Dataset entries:
---

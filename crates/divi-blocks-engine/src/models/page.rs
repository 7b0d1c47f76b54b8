use serde::Serialize;

use super::node::Node;

/// One converted page, in the record shape the page-builder import expects.
#[derive(Debug, Clone, Serialize)]
#[serde(tag = "_type", rename = "page")]
pub struct PageDocument {
    pub title: String,
    #[serde(rename = "pageBuilder")]
    pub page_builder: Vec<Node>,
}

impl PageDocument {
    pub fn new(title: impl Into<String>, page_builder: Vec<Node>) -> Self {
        Self {
            title: title.into(),
            page_builder,
        }
    }
}

#[cfg(test)]
mod tests {
    use super::*;
    use serde_json::json;

    #[test]
    fn serializes_as_page_record() {
        let page = PageDocument::new("About", vec![]);
        assert_eq!(
            serde_json::to_value(&page).unwrap(),
            json!({"_type": "page", "title": "About", "pageBuilder": []})
        );
    }
}
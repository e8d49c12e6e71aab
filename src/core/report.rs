use anyhow::{Context, Result};
use serde::Serialize;
use std::io::Write;
use std::path::Path;
use tracing::debug;

use super::subscription::SubscriptionRecord;

pub const HEADER: [&str; 4] = ["Service", "Price", "Currency", "PriceEUR"];

#[derive(Serialize)]
struct CsvRow<'a> {
    service: &'a str,
    price: String,
    currency: &'a str,
    price_eur: String,
}

impl<'a> From<&'a SubscriptionRecord> for CsvRow<'a> {
    fn from(record: &'a SubscriptionRecord) -> Self {
        CsvRow {
            service: &record.service,
            price: record.price_display(),
            currency: &record.currency,
            price_eur: record.price_eur_display(),
        }
    }
}

/// Writes the header and one row per record to `out`. The returned EUR total
/// is summed from the PriceEUR fields exactly as written.
pub fn write_report_to<W: Write>(records: &[SubscriptionRecord], out: W) -> Result<f64> {
    let mut writer = csv::WriterBuilder::new()
        .has_headers(false)
        .quote_style(csv::QuoteStyle::Necessary)
        .terminator(csv::Terminator::Any(b'\n'))
        .from_writer(out);

    let mut total = 0.0;
    writer.write_record(HEADER)?;
    for record in records {
        let row = CsvRow::from(record);
        total += row.price_eur.parse::<f64>()?;
        writer.serialize(&row)?;
    }
    writer.flush()?;

    Ok(total)
}

/// Writes the CSV report to `path`. Failing to create or write the file is fatal.
pub fn write_report<P: AsRef<Path>>(records: &[SubscriptionRecord], path: P) -> Result<f64> {
    let path = path.as_ref();
    let file = std::fs::File::create(path)
        .with_context(|| format!("Failed to write output file: {}", path.display()))?;

    let total = write_report_to(records, file)
        .with_context(|| format!("Failed to write output file: {}", path.display()))?;
    debug!(rows = records.len(), total, "Wrote report to {}", path.display());
    Ok(total)
}
use std::path::PathBuf;

pub const DEFAULT_INPUT: &str = "subscriptions.txt";
pub const DEFAULT_OUTPUT: &str = "subscriptions.csv";
pub const DEFAULT_RATE_URL: &str = "https://api.exchangerate-api.com";
pub const FALLBACK_RATE: f64 = 1.0;

/// Settings for one conversion run. Built once from the command line and
/// handed to [`crate::run`] by reference.
#[derive(Debug, Clone, PartialEq)]
pub struct AppConfig {
    pub input: PathBuf,
    pub output: PathBuf,
    /// Base URL of the exchange-rate service, without the `/v4/...` path.
    pub rate_url: String,
    /// Rate used when the live fetch fails.
    pub fallback_rate: f64,
}

impl Default for AppConfig {
    fn default() -> Self {
        AppConfig {
            input: PathBuf::from(DEFAULT_INPUT),
            output: PathBuf::from(DEFAULT_OUTPUT),
            rate_url: DEFAULT_RATE_URL.to_string(),
            fallback_rate: FALLBACK_RATE,
        }
    }
}

impl AppConfig {
    /// Picks input and output paths: flag value, then positional value, then default.
    pub fn resolve(
        input_flag: Option<PathBuf>,
        input_pos: Option<PathBuf>,
        output_flag: Option<PathBuf>,
        output_pos: Option<PathBuf>,
    ) -> Self {
        let defaults = Self::default();
        AppConfig {
            input: input_flag.or(input_pos).unwrap_or(defaults.input),
            output: output_flag.or(output_pos).unwrap_or(defaults.output),
            ..defaults
        }
    }

    pub fn with_rate_url(mut self, rate_url: impl Into<String>) -> Self {
        self.rate_url = rate_url.into();
        self
    }

    pub fn with_fallback_rate(mut self, fallback_rate: f64) -> Self {
        self.fallback_rate = fallback_rate;
        self
    }
}
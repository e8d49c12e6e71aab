use anyhow::Result;
use clap::Parser;
use std::path::PathBuf;
use subconv::core::AppConfig;
use subconv::core::config::DEFAULT_RATE_URL;
use subconv::core::log::init_logging;

/// Convert a subscription list to CSV with EUR conversion
#[derive(Parser)]
#[command(version, about)]
struct Cli {
    /// Input file containing subscriptions
    #[arg(value_name = "INPUT")]
    input_pos: Option<PathBuf>,

    /// Output CSV file
    #[arg(value_name = "OUTPUT")]
    output_pos: Option<PathBuf>,

    /// Input file containing subscriptions
    #[arg(short, long)]
    input: Option<PathBuf>,

    /// Output CSV file
    #[arg(short, long)]
    output: Option<PathBuf>,

    /// Base URL of the exchange rate service
    #[arg(long, default_value = DEFAULT_RATE_URL)]
    rate_url: String,

    /// Enable verbose logging
    #[arg(short, long)]
    verbose: bool,
}

#[tokio::main(flavor = "current_thread")]
async fn main() -> Result<()> {
    let cli = Cli::parse();

    init_logging(cli.verbose);

    let config = AppConfig::resolve(cli.input, cli.input_pos, cli.output, cli.output_pos)
        .with_rate_url(cli.rate_url);

    let result = subconv::run_with_default_provider(&config).await;

    if let Err(e) = &result {
        tracing::error!(error = %e, "Application failed");
    }
    result.map(|_| ())
}
use indicatif::{ProgressBar, ProgressStyle};
use std::time::Duration;

/// Creates a spinner on stderr. It stays invisible when stderr is not a terminal.
pub fn new_spinner(message: &'static str) -> ProgressBar {
    let pb = ProgressBar::new_spinner();
    if let Ok(style) = ProgressStyle::with_template("{spinner:.green} {msg} [{elapsed}]") {
        pb.set_style(style);
    }
    pb.set_message(message);
    pb.enable_steady_tick(Duration::from_millis(100));
    pb
}
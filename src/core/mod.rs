//! Core business logic abstractions

pub mod config;
pub mod currency;
pub mod log;
pub mod report;
pub mod subscription;

// Re-export main types for cleaner imports
pub use config::AppConfig;
pub use currency::{ExchangeRateProvider, rate_or_fallback};
pub use subscription::{ParsedSubscriptions, SubscriptionRecord, parse_subscriptions};
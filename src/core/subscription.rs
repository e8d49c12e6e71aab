use tracing::debug;

/// Currency assumed when a price line carries no currency code.
pub const DEFAULT_CURRENCY: &str = "€";

#[derive(Debug, Clone, PartialEq)]
pub struct SubscriptionRecord {
    pub service: String,
    pub price: f64,
    pub currency: String,
    pub price_eur: f64,
}

impl SubscriptionRecord {
    /// Builds a record, converting to EUR only when `currency` is exactly `USD`.
    /// Every other code is taken as already being in EUR.
    pub fn new(
        service: impl Into<String>,
        price: f64,
        currency: impl Into<String>,
        rate: f64,
    ) -> Self {
        let currency = currency.into();
        let price_eur = if currency == "USD" { price * rate } else { price };
        SubscriptionRecord {
            service: service.into(),
            price,
            currency,
            price_eur,
        }
    }

    pub fn price_display(&self) -> String {
        format!("{:.2}", self.price)
    }

    pub fn price_eur_display(&self) -> String {
        format!("{:.2}", self.price_eur)
    }
}

#[derive(Debug, Default, Clone, PartialEq)]
pub struct ParsedSubscriptions {
    pub records: Vec<SubscriptionRecord>,
    /// Pairs dropped because the price line was empty or not a number.
    pub skipped: usize,
}

/// Splits text into lines on `\n`, `\r\n` or a lone `\r`. A trailing line
/// terminator does not start an extra empty line.
pub fn split_lines(content: &str) -> Vec<&str> {
    let mut lines: Vec<&str> = content
        .split("\r\n")
        .flat_map(|chunk| chunk.split(['\r', '\n']))
        .collect();
    if content.is_empty() || content.ends_with(['\r', '\n']) {
        lines.pop();
    }
    lines
}

// Accepts `_` only as a single separator between two digits, e.g. `1_000`.
fn remove_digit_separators(token: &str) -> Option<String> {
    let bytes = token.as_bytes();
    for (i, b) in bytes.iter().enumerate() {
        if *b != b'_' {
            continue;
        }
        let before = i.checked_sub(1).map(|j| bytes[j]);
        let after = bytes.get(i + 1).copied();
        match (before, after) {
            (Some(x), Some(y)) if x.is_ascii_digit() && y.is_ascii_digit() => {}
            _ => return None,
        }
    }
    Some(token.replace('_', ""))
}

fn parse_price(token: &str) -> Option<f64> {
    remove_digit_separators(token.trim_start_matches('$'))?
        .parse::<f64>()
        .ok()
        .filter(|p| p.is_finite() && *p >= 0.0)
}

fn parse_pair(service_line: &str, price_line: &str, rate: f64) -> Option<SubscriptionRecord> {
    let service = service_line.trim();
    let mut tokens = price_line.trim().trim_start_matches('\t').split_whitespace();

    let price = parse_price(tokens.next()?)?;
    let currency = tokens.next().unwrap_or(DEFAULT_CURRENCY);

    Some(SubscriptionRecord::new(service, price, currency, rate))
}

/// Reads `lines` as (service, price) pairs. A trailing unpaired line is
/// ignored; pairs whose price line is empty or malformed are skipped and
/// counted. Record order follows input order.
pub fn parse_subscriptions<S: AsRef<str>>(lines: &[S], rate: f64) -> ParsedSubscriptions {
    let mut parsed = ParsedSubscriptions::default();

    for pair in lines.chunks_exact(2) {
        let (service_line, price_line) = (pair[0].as_ref(), pair[1].as_ref());
        match parse_pair(service_line, price_line, rate) {
            Some(record) => parsed.records.push(record),
            None => {
                debug!(
                    service = service_line.trim(),
                    price_line, "Skipping malformed record"
                );
                parsed.skipped += 1;
            }
        }
    }

    parsed
}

---

_Directions for this task_
Nothing but an exact copy of the lines from the first one above through the line holding "#[derive(Debug, Clone, Serialize)]" should be returned.

_The completed task_
filename crates/divi-blocks-engine/src/models/page.rs
repository 7b0d1c47f76b54b8
use serde::Serialize;

use super::node::Node;

/// One converted page, in the record shape the page-builder import expects.
#[derive(Debug, Clone, Serialize)]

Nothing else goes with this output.